There are a lot of us that would love for this kind of thing to happen, but there are also just as many people that don’t want it to happen and have much more power than we do to influence things.
Summary: People are cunts
Thoughts?
In the middle of my rant, forgot to add, superb article Ch… Normy. Very cool stuff.
You have a fair point, but you’re still stuck in “flatworm” mentality. Sure, in the context of today’s society it makes no sense for Mr Trump to give up his wealth and power so that everyone can be the same. Americans typically do not like that idea.

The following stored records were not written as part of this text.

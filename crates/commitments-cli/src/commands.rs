use std::io::{self, Write};

use anyhow::{anyhow, bail, Context as _, Result};
use chrono::{DateTime, NaiveDate, Utc};
use serde::Serialize;

use commitments_core::api::CommitmentQuery;
use commitments_core::auth::{Credentials, SignUpData};
use commitments_core::guard::{self, Access};
use commitments_core::models::ReportRequest;
use commitments_core::{ApiClient, Config, SessionManager, SessionState};

/// Widest a title column gets before it is cut
const TITLE_WIDTH: usize = 40;

pub struct Context<'a> {
    pub session: &'a SessionManager,
    pub api: &'a ApiClient,
    pub json: bool,
}

impl Context<'_> {
    fn print_json<T: Serialize>(&self, value: &T) -> Result<()> {
        println!("{}", serde_json::to_string_pretty(value)?);
        Ok(())
    }
}

/// Resource commands behave like a protected page: verify the session first
async fn require_session(ctx: &Context<'_>) -> Result<()> {
    match guard::require_session(ctx.session).await {
        Access::Granted => Ok(()),
        Access::Redirect(_) => bail!("Not signed in. Run `commitments signin` first."),
    }
}

fn prompt(label: &str) -> Result<String> {
    print!("{}: ", label);
    io::stdout().flush()?;
    let mut line = String::new();
    io::stdin().read_line(&mut line)?;
    Ok(line.trim().to_string())
}

pub async fn sign_in(ctx: &Context<'_>, config: &mut Config, email: Option<String>) -> Result<()> {
    let email = match email.or_else(|| config.last_email.clone()) {
        Some(email) => email,
        None => prompt("Email")?,
    };
    let password = rpassword::prompt_password(format!("Password for {}: ", email))
        .context("Failed to read password")?;

    ctx.session
        .sign_in(&Credentials::new(email.clone(), password))
        .await?;

    config.last_email = Some(email.clone());
    config.save()?;
    println!("Signed in as {}", email);
    Ok(())
}

pub async fn sign_up(
    ctx: &Context<'_>,
    first_name: String,
    last_name: String,
    email: String,
) -> Result<()> {
    let password = rpassword::prompt_password("Choose a password: ")
        .context("Failed to read password")?;
    let confirm = rpassword::prompt_password("Repeat the password: ")
        .context("Failed to read password")?;
    if password != confirm {
        bail!("Passwords do not match");
    }

    let data = SignUpData {
        first_name,
        last_name,
        email: email.clone(),
        password,
    };
    ctx.session.sign_up(&data).await?;
    println!("Account created for {}. Check your inbox, then run `commitments signin`.", email);
    Ok(())
}

pub async fn sign_out(ctx: &Context<'_>) -> Result<()> {
    ctx.session.sign_out().await?;
    println!("Signed out");
    Ok(())
}

pub async fn status(ctx: &Context<'_>, check: bool) -> Result<()> {
    let state = if check {
        if ctx.session.is_authenticated().await {
            SessionState::Authenticated
        } else {
            SessionState::Unauthenticated
        }
    } else {
        ctx.session.state()
    };

    match state {
        SessionState::Authenticated if check => println!("Signed in (verified with server)"),
        SessionState::Authenticated => println!("Signed in"),
        SessionState::Refreshing => println!("Signed in, refreshing tokens"),
        SessionState::Unauthenticated => println!("Not signed in"),
    }
    Ok(())
}

pub async fn refresh(ctx: &Context<'_>) -> Result<()> {
    ctx.session.refresh_tokens().await?;
    println!("Tokens refreshed");
    Ok(())
}

pub async fn me(ctx: &Context<'_>) -> Result<()> {
    require_session(ctx).await?;
    let user = ctx.api.me().await?;
    if ctx.json {
        return ctx.print_json(&user);
    }

    println!("{} <{}>", user.full_name(), user.email);
    if ctx.api.is_admin().await? {
        println!("Role: administrator");
    }
    Ok(())
}

pub async fn commitments(
    ctx: &Context<'_>,
    page: u32,
    size: u32,
    user: Option<String>,
    status: Option<String>,
    category: Option<String>,
) -> Result<()> {
    require_session(ctx).await?;
    let query = CommitmentQuery {
        page,
        size,
        user_id: user,
        status_id: status,
        category_id: category,
    };
    let result = ctx.api.list_commitments(&query).await?;
    if ctx.json {
        return ctx.print_json(&result);
    }

    if result.content.is_empty() {
        println!("No commitments");
        return Ok(());
    }
    println!(
        "{:<38} {:<40} {:<14} {:<16} {}",
        "ID", "TITLE", "STATUS", "CATEGORY", "DUE"
    );
    for c in &result.content {
        println!(
            "{:<38} {:<40} {:<14} {:<16} {}",
            c.id.as_deref().unwrap_or("-"),
            truncate(&c.title, TITLE_WIDTH),
            c.status_display(),
            c.category_display(),
            c.due_date.as_deref().map(format_date).unwrap_or_default(),
        );
    }
    println!("{} ({} total)", result.position_display(), result.total_elements);
    Ok(())
}

pub async fn tasks(ctx: &Context<'_>, commitment: &str) -> Result<()> {
    require_session(ctx).await?;
    let tasks = ctx.api.list_tasks(commitment).await?;
    if ctx.json {
        return ctx.print_json(&tasks);
    }

    if tasks.is_empty() {
        println!("No tasks");
    }
    for task in &tasks {
        let status = task.status.as_ref().map(|s| s.name.as_str()).unwrap_or("-");
        println!("[{}] {}", status, truncate(&task.title, TITLE_WIDTH));
    }
    Ok(())
}

pub async fn statuses(ctx: &Context<'_>) -> Result<()> {
    require_session(ctx).await?;
    let statuses = ctx.api.list_statuses().await?;
    if ctx.json {
        return ctx.print_json(&statuses);
    }
    for s in &statuses {
        println!("{:<20} {}", s.name, s.description);
    }
    Ok(())
}

pub async fn categories(ctx: &Context<'_>) -> Result<()> {
    require_session(ctx).await?;
    let categories = ctx.api.list_categories().await?;
    if ctx.json {
        return ctx.print_json(&categories);
    }
    for c in &categories {
        println!("{:<20} {}", c.name, c.description);
    }
    Ok(())
}

pub async fn report(ctx: &Context<'_>, user: Option<String>, from: &str, to: &str) -> Result<()> {
    require_session(ctx).await?;
    let (start_date, end_date) = report_window(from, to)?;
    let user_id = match user {
        Some(id) => id,
        None => ctx
            .api
            .me()
            .await?
            .id
            .ok_or_else(|| anyhow!("Signed-in user has no id"))?,
    };

    let report = ctx
        .api
        .create_report(&ReportRequest {
            user_id,
            start_date,
            end_date,
        })
        .await?;
    if ctx.json {
        return ctx.print_json(&report);
    }

    println!("{}", report.summary());
    for c in &report.completed_commitments {
        println!("  commitment  {}", truncate(&c.title, TITLE_WIDTH));
    }
    for t in &report.completed_tasks {
        println!("  task        {}", truncate(&t.title, TITLE_WIDTH));
    }
    Ok(())
}

/// Whole days from the start of `from` to the end of `to`, in UTC
fn report_window(from: &str, to: &str) -> Result<(DateTime<Utc>, DateTime<Utc>)> {
    let parse = |s: &str| {
        NaiveDate::parse_from_str(s, "%Y-%m-%d")
            .with_context(|| format!("Invalid date '{}', expected YYYY-MM-DD", s))
    };
    let start = parse(from)?
        .and_hms_opt(0, 0, 0)
        .ok_or_else(|| anyhow!("Invalid start date"))?
        .and_utc();
    let end = parse(to)?
        .and_hms_opt(23, 59, 59)
        .ok_or_else(|| anyhow!("Invalid end date"))?
        .and_utc();
    if end < start {
        bail!("Report end date is before its start date");
    }
    Ok((start, end))
}

/// Truncate a string to a maximum length, adding ellipsis if needed
fn truncate(s: &str, max_len: usize) -> String {
    if s.chars().count() <= max_len {
        s.to_string()
    } else if max_len <= 3 {
        s.chars().take(max_len).collect()
    } else {
        let truncated: String = s.chars().take(max_len - 3).collect();
        format!("{}...", truncated)
    }
}

/// Show the date part of an ISO timestamp
fn format_date(date: &str) -> String {
    if let Ok(dt) = DateTime::parse_from_rfc3339(date) {
        dt.format("%b %d, %Y").to_string()
    } else if date.len() >= 10 {
        date.chars().take(10).collect()
    } else {
        date.to_string()
    }
}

However, if you look at that quote that postulates events after the singularity are “as unimaginable to us as opera is to a flatworm”, we can imagine that that for post-singularity humans the idea of personal material wealth will most probably seem absurd and pointless – where is the payoff of accumulating vast piles of stuff, when all stuff is free? The numbers stored electronically in bank accounts will be as meaningless as an out-dated currency that is no longer in circulation.
It won’t be the case that wealth, resources and political power are redistributed equally – the concepts will simply cease to have any relevant meaning to our species.
There are definitely reasons to believe that certain people or organisations are hampering technological progress, when that progress will lead to their wallets getting lighter. This is normal, and will probably hamper progress, but I believe The Singularity is inevitable, whether we actively seek it out or whether it happens naturally.
A big part (perhaps the biggest and most difficult part) of achieving The Singularity is not technological superiority – that will arrive inevitably. The major challenge is cultural maturity: being able to accept the new direction of humanity, and the possibility of subsuming one’s identity beneath that of the civilization as a whole. And not all will go quietly. I imagine wars and cultural divides like we’ve never seen, splitting humanity into two or more distinct species (those who accept nanotech implants in their brains and the accelerated consciousness it provides, and those who hang on to archaic morals and stigmas about technology – just like today we still have Bush supporters). This theme occurs in a lot of sci-fi that deals with a post- or near-singularity humanity, probably because it seams like the most logical way for us to go.
Certainly we won’t all suddenly decide to upload ourselves into The Matrix and be happy about it, but as our planet dies it will become impractical to maintain our consciousnesses purely in a physical analogue form, and we will eventually have to allow our minds to expand into a more hospitable substrate than neurons and synapses.